Thanks again for your comment! Rob
Kathu Pan has not millions but billions of Acheulian lithic artifacts. A recent excavation of a section (now under a mall) showed solid lithic artifacts for 2m. Nothing but tools and flakes, and a little sand, but not enough sand for dating. The site is really big, too. It stretches over several hectares. I've been there. And it's not all hand axes but includes various other tools (cleaver, scraper), as well as a vast number of discarded fails.
ReplyDeleteThere are sites near Barkly West (Canteen Koppie and Pniel) which also have huge hand axes in vast numbers. It has been suggested that they were used to break open hippo bones for extraction of marrow, but this seems unlikely to me.
Hi, Anonymous.

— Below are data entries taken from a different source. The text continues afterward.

//! Message catalog.
//!
//! The catalog is external configuration, consumed read-only: a mapping
//! from symbolic message name to its numeric code, the role permitted to
//! send it, and whether a `payload` object is required. A derived
//! `code → name` lookup gives O(1) identifier validation.
//!
//! The relay itself only ever names five entries — the session lifecycle
//! and error-notification messages — so construction fails fast when any
//! of those is missing.

use std::collections::HashMap;
use std::fmt;

use serde::Deserialize;

/// Catalog names the relay resolves at startup.
const REQUIRED_NAMES: [&str; 5] = [
    "gameStarted",
    "gameEnded",
    "allAgentsLeft",
    "errorAgentLeft",
    "errorGmLeft",
];

/// Which peer role is permitted to send a message.
#[derive(Debug, Clone, Copy, PartialEq, Eq, Deserialize)]
pub enum Role {
    #[serde(rename = "agent")]
    Agent,
    #[serde(rename = "gameMaster")]
    GameMaster,
}

impl Role {
    /// Wire spelling, as it appears in catalog files and error envelopes.
    pub fn as_str(&self) -> &'static str {
        match self {
            Role::Agent => "agent",
            Role::GameMaster => "gameMaster",
        }
    }
}

impl fmt::Display for Role {
    fn fmt(&self, f: &mut fmt::Formatter<'_>) -> fmt::Result {
        f.write_str(self.as_str())
    }
}

/// One catalog entry.
#[derive(Debug, Clone, Deserialize)]
#[serde(rename_all = "camelCase")]
pub struct MessageSpec {
    /// Numeric message identifier (`messageID` on the wire).
    pub code: i64,

    /// Role permitted to send this message.
    #[serde(rename = "type")]
    pub kind: Role,

    /// Whether the message must carry a `payload` object.
    pub payload_required: bool,
}

/// Errors raised while building a catalog.
#[derive(Debug, PartialEq, Eq)]
pub enum CatalogError {
    /// A lifecycle entry the relay depends on is absent.
    MissingEntry(&'static str),
    /// Two entries share the same code.
    DuplicateCode(i64),
}

impl fmt::Display for CatalogError {
    fn fmt(&self, f: &mut fmt::Formatter<'_>) -> fmt::Result {
        match self {
            CatalogError::MissingEntry(name) => {
                write!(f, "Message catalog is missing required entry '{}'", name)
            }
            CatalogError::DuplicateCode(code) => {
                write!(f, "Message catalog assigns code {} to more than one entry", code)
            }
        }
    }
}

impl std::error::Error for CatalogError {}

/// The full message catalog plus its derived code lookup.
#[derive(Debug, Clone)]
pub struct MessageCatalog {
    messages: HashMap<String, MessageSpec>,
    lookup: HashMap<i64, String>,
}

impl MessageCatalog {
    /// Build a catalog, deriving the `code → name` lookup.
    pub fn new(messages: HashMap<String, MessageSpec>) -> Result<Self, CatalogError> {
        for name in REQUIRED_NAMES {
            if !messages.contains_key(name) {
                return Err(CatalogError::MissingEntry(name));
            }
        }

        let mut lookup = HashMap::with_capacity(messages.len());
        for (name, spec) in &messages {
            if lookup.insert(spec.code, name.clone()).is_some() {
                return Err(CatalogError::DuplicateCode(spec.code));
            }
        }

        Ok(MessageCatalog { messages, lookup })
    }

    /// Resolve a numeric identifier to its catalog entry.
    pub fn by_code(&self, code: i64) -> Option<&MessageSpec> {
        self.lookup.get(&code).and_then(|name| self.messages.get(name))
    }

    /// Look up an entry by symbolic name.
    pub fn by_name(&self, name: &str) -> Option<&MessageSpec> {
        self.messages.get(name)
    }

    /// Code of an entry known to exist (checked at construction).
    ///
    /// Panics if called with a name outside [`REQUIRED_NAMES`] that the
    /// catalog does not define; the relay only calls it with lifecycle
    /// names.
    pub fn code_of(&self, name: &str) -> i64 {
        self.messages
            .get(name)
            .unwrap_or_else(|| panic!("catalog entry '{}' vanished after construction", name))
            .code
    }
}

Can you just tell us a little (well probably a lot) about the "vast number of discarded fails". The whole business of interpreting the past will never be able to make progress so long as the archaeologist already know what they are going to find. Have you considered the possibility that the "discarded fails" were actually the tools and that they are only called "fails" because they do not fit into the observer's preconceptions of what an artefact should look like.
ReplyDeleteI look at things the other way around and think of the heavily retouched tools as the discarded fails. They had got so far from being usable that they were discarded. But their life as tools often started off as a flake from which successive other flakes were removed as the edge became blunted.